Title
BDO Unibank, Inc. vs. Ailene Chua Co, et al.
Case
G.R. No. 253311
Decision Date
Jun 22, 2022
BDO Unibank contested the RTC's decision nullifying its payment application to secure its claim in a voluntary insolvency case. The Supreme Court upheld the lower courts' findings, affirming the inclusion of Ailene's accounts in the liquidation for creditors.

Case Summary (G.R. No. 253311)

Factual Background

In November 2011, respondents filed a Petition for Voluntary Insolvency before the RTC. As mandated by the FRIA, respondents disclosed that they had two US dollar time deposit accounts with petitioner BDO: Account No. 302703078315 and Account No. 302703452706. The RTC issued a Liquidation Order on December 9, 2011, declaring respondents insolvent and directing the liquidation of their assets. The Liquidation Order also directed, among others, that a deputy sheriff take possession of respondents’ properties until the appointment of a liquidator, that respondents refrain from payments and transfers except for administrative expenses, and that creditors file claims with the liquidator upon their election and appointment.

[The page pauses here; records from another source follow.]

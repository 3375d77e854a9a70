//! Frame simulation and lane allocator
//!
//! Runs once per render frame on the host's tight loop: advances lane
//! occupancy, spawns due annotations from the shared buffer (through a
//! monotone read cursor), retires finished bullets and assembles the draw
//! list. Never blocks and never performs I/O; the segment loader feeds the
//! buffer independently on the async scheduler.

pub mod bullet;
pub mod lanes;
pub mod snapshot;

use std::sync::Arc;

use rand::{RngCore, SeedableRng, rngs::StdRng};
use tracing::{debug, trace};

use crate::buffer::SharedBuffer;
use crate::config::BarrageConfig;
use crate::engine::bullet::ActiveBullet;
use crate::engine::lanes::{ScanOrder, ScrollLanePool, StaticLanePool};
use crate::engine::snapshot::DrawList;
use crate::model::{AnnotationItem, BulletMode};
use crate::source::{MeasuredText, TextMeasurer};

/// Host-reported inputs for one frame
#[derive(Debug, Clone, Copy)]
pub struct FrameInput {
    /// Current playback offset in milliseconds
    pub timeline_ms: u64,
    /// Wall time since the previous frame, in milliseconds
    pub delta_ms: f32,
    pub is_playing: bool,
    pub viewport_width: f32,
    pub viewport_height: f32,
}

/// Per-frame overlay simulation
///
/// Generic over the host's measurement service; the engine stores and emits
/// its opaque paintables without ever looking inside.
pub struct BarrageEngine<M: TextMeasurer> {
    buffer: SharedBuffer,
    config: BarrageConfig,
    measurer: Option<Arc<M>>,
    /// Monotone read index into the shared buffer; moves backwards only via
    /// an explicit reseek
    cursor: usize,
    enabled: bool,
    viewport_width: f32,
    viewport_height: f32,
    scroll_lanes: ScrollLanePool,
    top_lanes: StaticLanePool,
    bottom_lanes: StaticLanePool,
    active: Vec<ActiveBullet<M::Paint>>,
    snapshot: DrawList<M::Paint>,
    rng: Box<dyn RngCore + Send>,
}

impl<M: TextMeasurer> BarrageEngine<M> {
    /// Wire the engine to a loader's buffer (`SegmentLoader::buffer()`)
    pub fn new(buffer: SharedBuffer, config: BarrageConfig) -> Self {
        let scroll_lanes = ScrollLanePool::new(
            1,
            config.reserved_edge_lanes,
            config.reserve_threshold,
            config.tie_epsilon,
        );
        Self {
            buffer,
            config,
            measurer: None,
            cursor: 0,
            enabled: true,
            viewport_width: 0.0,
            viewport_height: 0.0,
            scroll_lanes,
            top_lanes: StaticLanePool::new(1, ScanOrder::TopDown),
            bottom_lanes: StaticLanePool::new(1, ScanOrder::BottomUp),
            active: Vec::new(),
            snapshot: DrawList::default(),
            rng: Box::new(StdRng::from_os_rng()),
        }
    }

    /// Replace the lane tie-break randomness (deterministic in tests)
    pub fn with_rng(mut self, rng: Box<dyn RngCore + Send>) -> Self {
        self.rng = rng;
        self
    }

    /// Attach the text measurement service; until one is present every
    /// frame is a no-op
    pub fn set_measurer(&mut self, measurer: Arc<M>) {
        self.measurer = Some(measurer);
    }

    /// Overlay on/off. Disabled frames keep the previous snapshot.
    pub fn set_enabled(&mut self, enabled: bool) {
        self.enabled = enabled;
    }

    pub fn active_count(&self) -> usize {
        self.active.len()
    }

    /// Advance the simulation by one frame and return the draw list.
    ///
    /// Steps run in fixed order: no-op guard, scroll-lane advance, spawn
    /// pass, bullet advance/retire, snapshot assembly. Spawning is capped
    /// per frame so catch-up after a stall stays bounded.
    pub fn tick(&mut self, frame: &FrameInput) -> &DrawList<M::Paint> {
        if !self.enabled || !frame.is_playing || self.measurer.is_none() {
            return &self.snapshot;
        }

        self.apply_viewport(frame.viewport_width, frame.viewport_height);
        self.scroll_lanes
            .advance(self.config.scroll_speed * frame.delta_ms);
        self.spawn_due(frame);
        self.advance_and_retire(frame);
        self.snapshot.rebuild(&self.active, self.config.opacity);
        &self.snapshot
    }

    /// Explicit reseek: clear all bullets and lane occupancy, rebuild pools
    /// for the current viewport and binary-search the cursor to the first
    /// item scheduled at or after `timeline_ms`
    pub fn reset(&mut self, timeline_ms: u64) {
        self.active.clear();
        self.snapshot.clear();
        self.rebuild_pools();
        self.cursor = self.buffer.read().first_at_or_after(timeline_ms);
        debug!(
            "danmaku: engine reset to {}ms, cursor at {}",
            timeline_ms, self.cursor
        );
    }

    /// A height change resizes the lane pools and forgets occupancy;
    /// bullets already in flight keep their positions
    fn apply_viewport(&mut self, width: f32, height: f32) {
        self.viewport_width = width;
        if height != self.viewport_height {
            self.viewport_height = height;
            self.rebuild_pools();
        }
    }

    fn rebuild_pools(&mut self) {
        let lanes = self.config.lane_count(self.viewport_height);
        self.scroll_lanes.resize(lanes);
        self.top_lanes.resize(lanes);
        self.bottom_lanes.resize(lanes);
        trace!("danmaku: lane pools rebuilt with {} lanes", lanes);
    }

    /// Consume due items from the cursor, spawning at most
    /// `max_spawn_per_frame` of them. Stale items (older than the catch-up
    /// threshold) are dropped without counting against the cap; items denied
    /// a lane are consumed anyway, never retried.
    fn spawn_due(&mut self, frame: &FrameInput) {
        let Some(measurer) = self.measurer.clone() else {
            return;
        };
        let buffer = Arc::clone(&self.buffer);
        let buffer = buffer.read();

        let mut attempts = 0;
        while attempts < self.config.max_spawn_per_frame {
            let Some(item) = buffer.get(self.cursor) else {
                break;
            };
            if item.scheduled_at_ms > frame.timeline_ms {
                break;
            }
            self.cursor += 1;

            if item.scheduled_at_ms + self.config.stale_threshold_ms < frame.timeline_ms {
                trace!(
                    "danmaku: dropping stale item scheduled at {}ms (now {}ms)",
                    item.scheduled_at_ms, frame.timeline_ms
                );
                continue;
            }

            attempts += 1;
            let measured = measurer.measure(&item.text, &item.style());
            self.dispatch(item, measured, frame);
        }
    }

    fn dispatch(&mut self, item: &AnnotationItem, measured: MeasuredText<M::Paint>, frame: &FrameInput) {
        match item.mode {
            BulletMode::Scroll => {
                let Some(lane) = self.scroll_lanes.select(
                    frame.viewport_width,
                    measured.width,
                    self.config.safe_gap,
                    &mut *self.rng,
                ) else {
                    trace!("danmaku: no free scroll lane, dropping item");
                    return;
                };
                self.active.push(ActiveBullet {
                    mode: BulletMode::Scroll,
                    lane,
                    x: frame.viewport_width,
                    y: lane as f32 * self.config.line_height,
                    width: measured.width,
                    velocity: self.config.scroll_speed,
                    spawned_at_ms: frame.timeline_ms,
                    paint: measured.paint,
                });
            }
            BulletMode::StaticTop => {
                let Some(lane) = self
                    .top_lanes
                    .allocate(frame.timeline_ms, self.config.static_duration_ms)
                else {
                    trace!("danmaku: no free top lane, dropping item");
                    return;
                };
                self.active.push(ActiveBullet {
                    mode: BulletMode::StaticTop,
                    lane,
                    x: (frame.viewport_width - measured.width) / 2.0,
                    y: lane as f32 * self.config.line_height,
                    width: measured.width,
                    velocity: 0.0,
                    spawned_at_ms: frame.timeline_ms,
                    paint: measured.paint,
                });
            }
            BulletMode::StaticBottom => {
                let Some(lane) = self
                    .bottom_lanes
                    .allocate(frame.timeline_ms, self.config.static_duration_ms)
                else {
                    trace!("danmaku: no free bottom lane, dropping item");
                    return;
                };
                self.active.push(ActiveBullet {
                    mode: BulletMode::StaticBottom,
                    lane,
                    x: (frame.viewport_width - measured.width) / 2.0,
                    y: frame.viewport_height - (lane as f32 + 1.0) * self.config.line_height,
                    width: measured.width,
                    velocity: 0.0,
                    spawned_at_ms: frame.timeline_ms,
                    paint: measured.paint,
                });
            }
        }
    }

    fn advance_and_retire(&mut self, frame: &FrameInput) {
        let static_duration_ms = self.config.static_duration_ms;
        for bullet in &mut self.active {
            bullet.advance(frame.delta_ms);
        }
        self.active
            .retain(|b| !b.is_retired(frame.timeline_ms, static_duration_ms));
    }
}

BDO filed its creditor claim to collect PHP 287,904.19, and after the court confirmed claims including BDO’s, the RTC issued an Order dated October 16, 2013 directing BDO to render an accounting and to hold in trust the deposits, including their fruits, relating to respondents’ accounts until further orders of the court.

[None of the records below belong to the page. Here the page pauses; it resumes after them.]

//! Money type for representing spending amounts
//!
//! Amounts are stored in cents (i64) so category totals are exact sums.

use serde::{Deserialize, Serialize};
use std::fmt;
use std::ops::{Add, AddAssign, Sub, SubAssign};

/// A monetary amount stored as cents (hundredths of the currency unit)
#[derive(Debug, Clone, Copy, PartialEq, Eq, PartialOrd, Ord, Hash, Serialize, Deserialize)]
#[serde(transparent)]
pub struct Money(i64);

impl Money {
    /// Create a Money amount from cents
    ///
    /// # Examples
    /// ```
    /// use momuney::models::Money;
    /// let amount = Money::from_cents(1050); // $10.50
    /// assert_eq!(amount.to_string(), "$10.50");
    /// ```
    pub const fn from_cents(cents: i64) -> Self {
        Self(cents)
    }

    pub const fn zero() -> Self {
        Self(0)
    }

    pub const fn cents(&self) -> i64 {
        self.0
    }

    /// Whole units, truncated toward zero
    pub const fn dollars(&self) -> i64 {
        self.0 / 100
    }

    /// The cents portion (0-99)
    pub const fn cents_part(&self) -> i64 {
        (self.0 % 100).abs()
    }

    pub const fn is_zero(&self) -> bool {
        self.0 == 0
    }

    pub const fn is_negative(&self) -> bool {
        self.0 < 0
    }

    /// Amount as a floating point number of units (for ratios and exports)
    pub fn as_f64(&self) -> f64 {
        self.0 as f64 / 100.0
    }

    /// This amount as a fraction of `total`, or `None` when `total` is zero
    pub fn fraction_of(&self, total: Money) -> Option<f64> {
        if total.is_zero() {
            None
        } else {
            Some(self.0 as f64 / total.0 as f64)
        }
    }

    /// Parse a money amount from a string
    ///
    /// Accepts formats: "10.50", "-10.50", "$10.50", "10", "10.5"
    pub fn parse(s: &str) -> Result<Self, MoneyParseError> {
        let s = s.trim();

        let (negative, s) = match s.strip_prefix('-') {
            Some(stripped) => (true, stripped),
            None => (false, s),
        };

        let s = s.strip_prefix('$').unwrap_or(s);
        let invalid = || MoneyParseError::InvalidFormat(s.to_string());
        let is_digits = |part: &str| part.chars().all(|c| c.is_ascii_digit());

        let (whole, fraction) = s.split_once('.').unwrap_or((s, ""));
        if (whole.is_empty() && fraction.is_empty()) || !is_digits(whole) || !is_digits(fraction) {
            return Err(invalid());
        }

        let dollars: i64 = if whole.is_empty() {
            0
        } else {
            whole.parse().map_err(|_| invalid())?
        };

        // Pad or truncate to 2 digits
        let fraction_cents: i64 = match fraction.len() {
            0 => 0,
            1 => fraction.parse::<i64>().map_err(|_| invalid())? * 10,
            _ => fraction[..2].parse().map_err(|_| invalid())?,
        };

        let cents = dollars
            .checked_mul(100)
            .and_then(|c| c.checked_add(fraction_cents))
            .ok_or_else(invalid)?;

        Ok(Self(if negative { -cents } else { cents }))
    }

    /// Format with a currency symbol
    pub fn format_with_symbol(&self, symbol: &str) -> String {
        if self.is_negative() {
            format!("-{}{}.{:02}", symbol, self.dollars().abs(), self.cents_part())
        } else {
            format!("{}{}.{:02}", symbol, self.dollars(), self.cents_part())
        }
    }
}

impl Default for Money {
    fn default() -> Self {
        Self::zero()
    }
}

impl fmt::Display for Money {
    fn fmt(&self, f: &mut fmt::Formatter<'_>) -> fmt::Result {
        write!(f, "{}", self.format_with_symbol("$"))
    }
}

impl Add for Money {
    type Output = Self;

    fn add(self, other: Self) -> Self {
        Self(self.0 + other.0)
    }
}

impl AddAssign for Money {
    fn add_assign(&mut self, other: Self) {
        self.0 += other.0;
    }
}

impl Sub for Money {
    type Output = Self;

    fn sub(self, other: Self) -> Self {
        Self(self.0 - other.0)
    }
}

impl SubAssign for Money {
    fn sub_assign(&mut self, other: Self) {
        self.0 -= other.0;
    }
}

impl std::iter::Sum for Money {
    fn sum<I: Iterator<Item = Self>>(iter: I) -> Self {
        iter.fold(Money::zero(), |acc, m| acc + m)
    }
}

impl<'a> std::iter::Sum<&'a Money> for Money {
    fn sum<I: Iterator<Item = &'a Money>>(iter: I) -> Self {
        iter.copied().sum()
    }
}

/// Error type for money parsing
#[derive(Debug, Clone, PartialEq, Eq)]
pub enum MoneyParseError {
    InvalidFormat(String),
}

impl fmt::Display for MoneyParseError {
    fn fmt(&self, f: &mut fmt::Formatter<'_>) -> fmt::Result {
        match self {
            MoneyParseError::InvalidFormat(s) => write!(f, "Invalid money format: {}", s),
        }
    }
}

impl std::error::Error for MoneyParseError {}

BDO later informed the RTC that the deposits had been applied to Ailene’s obligations through unilateral set-off or application of payment. For Account No. 302703452706, BDO asserted that the deposited amount had been applied entirely to Ailene’s obligation under her Back-to-Back Loan, allegedly taking place on October 17, 2011 or before the filing of the insolvency petition. For Account No. 302703078315, BDO claimed that it too had been applied in full to Ailene’s obligation under a Superlite Loan on January 30, 2012. BDO explained that both accounts had zero balances and were closed, hence it argued that there was nothing to hold in trust for other creditors.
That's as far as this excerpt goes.